• **RECORDS SUPPLIED**
--

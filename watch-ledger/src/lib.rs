use std::fs::{self, OpenOptions};
use std::io::{BufWriter, Write};
use std::path::{Path, PathBuf};

use chrono::{DateTime, Local};

use watch_error::{Result, WatchError};

/// Bump on any change to [`LEDGER_COLUMNS`]. Readers key on the column
/// set staying fixed for the life of a file.
pub const LEDGER_SCHEMA_VERSION: i32 = 1;

/// Canonical column order. Every appended row carries exactly these
/// fields; absent observations serialize as empty cells rather than
/// shifting their neighbors.
pub const LEDGER_COLUMNS: [&str; 6] = [
    "timestamp",
    "subject",
    "followers",
    "following",
    "posts",
    "picture_updated",
];

const LEDGER_LABEL: &str = "ledger";

/// One observation of a profile, as appended to the ledger.
#[derive(Debug, Clone, PartialEq, Eq)]
pub struct ProfileSnapshot {
    pub taken_at: DateTime<Local>,
    pub subject: String,
    pub followers: Option<u64>,
    pub following: Option<u64>,
    pub posts: Option<u64>,
    pub picture_updated: bool,
}

impl ProfileSnapshot {
    fn to_row(&self) -> [String; 6] {
        [
            self.taken_at.format("%Y-%m-%dT%H:%M:%S").to_string(),
            self.subject.clone(),
            cell(self.followers),
            cell(self.following),
            cell(self.posts),
            if self.picture_updated { "1" } else { "0" }.to_string(),
        ]
    }
}

fn cell(value: Option<u64>) -> String {
    value.map(|v| v.to_string()).unwrap_or_default()
}

/// Append-only CSV history. The header is written once, when the file
/// is created; existing rows are never rewritten or reordered.
pub struct Ledger {
    label: String,
    path: PathBuf,
}

impl Ledger {
    pub fn new(path: &Path) -> Self {
        Ledger {
            label: LEDGER_LABEL.to_string(),
            path: path.to_path_buf(),
        }
    }

    pub fn path(&self) -> &Path {
        &self.path
    }

    pub fn append(&self, snapshot: &ProfileSnapshot) -> Result<()> {
        if let Some(parent) = self.path.parent() {
            fs::create_dir_all(parent)?;
        }
        let header_needed = !self.path.exists();
        let file = OpenOptions::new()
            .append(true)
            .create(true)
            .open(&self.path)
            .map_err(|err| WatchError::Storage(self.label.clone(), err.to_string()))?;
        let mut writer = BufWriter::new(file);
        if header_needed {
            write_row(&mut writer, &LEDGER_COLUMNS)?;
        }
        write_row(&mut writer, &snapshot.to_row())?;
        writer.flush()?;
        log::info!(
            "{} row for {} appended to {}",
            self.label,
            snapshot.subject,
            self.path.display()
        );
        Ok(())
    }
}

fn needs_quotes(field: &str) -> bool {
    field.contains(',') || field.contains('"') || field.contains('\n') || field.contains('\r')
}

fn write_row<W: Write, S: AsRef<str>>(writer: &mut W, fields: &[S]) -> Result<()> {
    let mut first = true;
    for field in fields {
        if !first {
            write!(writer, ",")?;
        }
        first = false;
        let field = field.as_ref();
        if needs_quotes(field) {
            write!(writer, "\"{}\"", field.replace('"', "\"\""))?;
        } else {
            write!(writer, "{field}")?;
        }
    }
    writeln!(writer)?;
    Ok(())
}
use std::time::Instant;

use once_cell::sync::Lazy;
use regex::Regex;
use serde::Deserialize;
use url::Url;

use crate::{ChainBudgets, Extraction, PageSurface};

/// Ordered avatar strategies, highest fidelity first. Adding, removing
/// or reordering a tier is a data change here, not a control-flow
/// rewrite.
pub const AVATAR_CHAIN: [AvatarStrategy; 4] = [
    AvatarStrategy::AltLabel,
    AvatarStrategy::HeaderWidest,
    AvatarStrategy::ShareCard,
    AvatarStrategy::MarkupJson,
];

#[derive(Debug, Clone, Copy, PartialEq, Eq)]
pub enum AvatarStrategy {
    /// An image labeled as the profile picture. Matched by containment
    /// so partially localized labels still hit.
    AltLabel,
    /// Widest naturally rendered header image on a content-delivery
    /// host. Needs a script-capable surface.
    HeaderWidest,
    /// Social-share card image, equivalent metadata spellings in order.
    ShareCard,
    /// Picture URL embedded as a JSON string in the raw markup.
    MarkupJson,
}

const ALT_LABEL_SELECTORS: [&str; 3] = [
    "img[alt*='profile picture']",
    "header img[alt*='profile picture']",
    "header a img",
];

const SHARE_CARD_SELECTORS: [(&str, &str); 4] = [
    ("meta[property='og:image']", "content"),
    ("meta[name='og:image']", "content"),
    ("meta[property='og:image:secure_url']", "content"),
    ("meta[name='twitter:image']", "content"),
];

/// Host fragments of the CDNs profile media is served from. Header
/// images on other hosts are sprites and icons, not the avatar.
const CDN_HOST_HINTS: [&str; 2] = ["cdninstagram", "fbcdn"];

const HEADER_IMAGES_SCRIPT: &str = "return Array.from(document.querySelectorAll('header img'))\
    .map(function (img) { return { src: img.currentSrc || img.src || '', \
width: img.naturalWidth || 0 }; });";

static MARKUP_PIC_HD_RE: Lazy<Regex> =
    Lazy::new(|| Regex::new(r#""profile_pic_url_hd"\s*:\s*"((?:\\.|[^"\\])+)""#).unwrap());
static MARKUP_PIC_RE: Lazy<Regex> =
    Lazy::new(|| Regex::new(r#""profile_pic_url"\s*:\s*"((?:\\.|[^"\\])+)""#).unwrap());

/// Run the avatar chain and return the first hit. A strategy that
/// errors internally counts as a miss and the chain moves on.
pub async fn resolve_avatar(surface: &dyn PageSurface, budgets: &ChainBudgets) -> Extraction<Url> {
    for strategy in AVATAR_CHAIN {
        match run_strategy(surface, strategy, budgets).await {
            Extraction::Found(url) => {
                log::debug!("avatar resolved by {strategy:?}: {url}");
                return Extraction::Found(url);
            }
            Extraction::NotFound => log::debug!("avatar strategy {strategy:?} missed"),
        }
    }
    Extraction::NotFound
}

async fn run_strategy(
    surface: &dyn PageSurface,
    strategy: AvatarStrategy,
    budgets: &ChainBudgets,
) -> Extraction<Url> {
    match strategy {
        AvatarStrategy::AltLabel => alt_label(surface, budgets).await,
        AvatarStrategy::HeaderWidest => header_widest(surface).await,
        AvatarStrategy::ShareCard => share_card(surface).await,
        AvatarStrategy::MarkupJson => markup_json(surface).await,
    }
}

/// Labeled images render late on slow pages, so this tier re-probes
/// until its budget runs out. Always probes at least once.
async fn alt_label(surface: &dyn PageSurface, budgets: &ChainBudgets) -> Extraction<Url> {
    let deadline = Instant::now() + budgets.avatar;
    loop {
        for selector in ALT_LABEL_SELECTORS {
            match surface.attr_first(selector, "src").await {
                Ok(Some(src)) => {
                    if let Some(url) = parse_candidate(&src) {
                        return Extraction::Found(url);
                    }
                }
                Ok(None) => {}
                Err(err) => log::debug!("avatar selector {selector} failed: {err}"),
            }
        }
        if Instant::now() >= deadline {
            return Extraction::NotFound;
        }
        tokio::time::sleep(budgets.step).await;
    }
}

#[derive(Debug, Deserialize)]
struct HeaderImage {
    #[serde(default)]
    src: String,
    #[serde(default)]
    width: u64,
}

async fn header_widest(surface: &dyn PageSurface) -> Extraction<Url> {
    let value = match surface.eval(HEADER_IMAGES_SCRIPT).await {
        Ok(value) => value,
        Err(err) => {
            log::debug!("header image script failed: {err}");
            return Extraction::NotFound;
        }
    };
    let images: Vec<HeaderImage> = match serde_json::from_value(value) {
        Ok(images) => images,
        Err(_) => return Extraction::NotFound,
    };
    images
        .into_iter()
        .filter(|image| image.width > 0)
        .filter_map(|image| parse_candidate(&image.src).map(|url| (url, image.width)))
        .filter(|(url, _)| is_cdn_host(url))
        .max_by_key(|(_, width)| *width)
        .map(|(url, _)| url)
        .into()
}

async fn share_card(surface: &dyn PageSurface) -> Extraction<Url> {
    for (selector, attr) in SHARE_CARD_SELECTORS {
        match surface.attr_first(selector, attr).await {
            Ok(Some(content)) => {
                if let Some(url) = parse_candidate(&content) {
                    return Extraction::Found(url);
                }
            }
            Ok(None) => {}
            Err(err) => log::debug!("avatar selector {selector} failed: {err}"),
        }
    }
    Extraction::NotFound
}

async fn markup_json(surface: &dyn PageSurface) -> Extraction<Url> {
    let markup = match surface.markup().await {
        Ok(markup) => markup,
        Err(err) => {
            log::debug!("markup read failed: {err}");
            return Extraction::NotFound;
        }
    };
    for re in [&*MARKUP_PIC_HD_RE, &*MARKUP_PIC_RE] {
        if let Some(caps) = re.captures(&markup) {
            if let Some(url) = parse_candidate(&decode_embedded_url(&caps[1])) {
                return Extraction::Found(url);
            }
        }
    }
    Extraction::NotFound
}

fn parse_candidate(raw: &str) -> Option<Url> {
    let raw = raw.trim();
    if raw.is_empty() {
        return None;
    }
    Url::parse(raw).ok()
}

fn is_cdn_host(url: &Url) -> bool {
    url.host_str()
        .map(|host| CDN_HOST_HINTS.iter().any(|hint| host.contains(hint)))
        .unwrap_or(false)
}

/// Undo the escaping a URL picks up when embedded as a JSON string:
/// `\/`, `\uXXXX` and the ampersand entity.
fn decode_embedded_url(raw: &str) -> String {
    let mut out = String::with_capacity(raw.len());
    let mut chars = raw.chars();
    while let Some(c) = chars.next() {
        if c != '\\' {
            out.push(c);
            continue;
        }
        match chars.next() {
            Some('u') => {
                let code: String = chars.by_ref().take(4).collect();
                match u32::from_str_radix(&code, 16).ok().and_then(char::from_u32) {
                    Some(decoded) => out.push(decoded),
                    None => {
                        out.push_str("\\u");
                        out.push_str(&code);
                    }
                }
            }
            Some(escaped) => out.push(escaped),
            None => {}
        }
    }
    out.replace("&amp;", "&")
}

--

• **TO DO**
Print the records above verbatim from their first line to the line containing "shifting their neighbors.", both included, and stop there.

• **THE COMPLETED TASK**
filename watch-ledger/src/lib.rs
use std::fs::{self, OpenOptions};
use std::io::{BufWriter, Write};
use std::path::{Path, PathBuf};

use chrono::{DateTime, Local};

use watch_error::{Result, WatchError};

/// Bump on any change to [`LEDGER_COLUMNS`]. Readers key on the column
/// set staying fixed for the life of a file.
pub const LEDGER_SCHEMA_VERSION: i32 = 1;

/// Canonical column order. Every appended row carries exactly these
/// fields; absent observations serialize as empty cells rather than
/// shifting their neighbors.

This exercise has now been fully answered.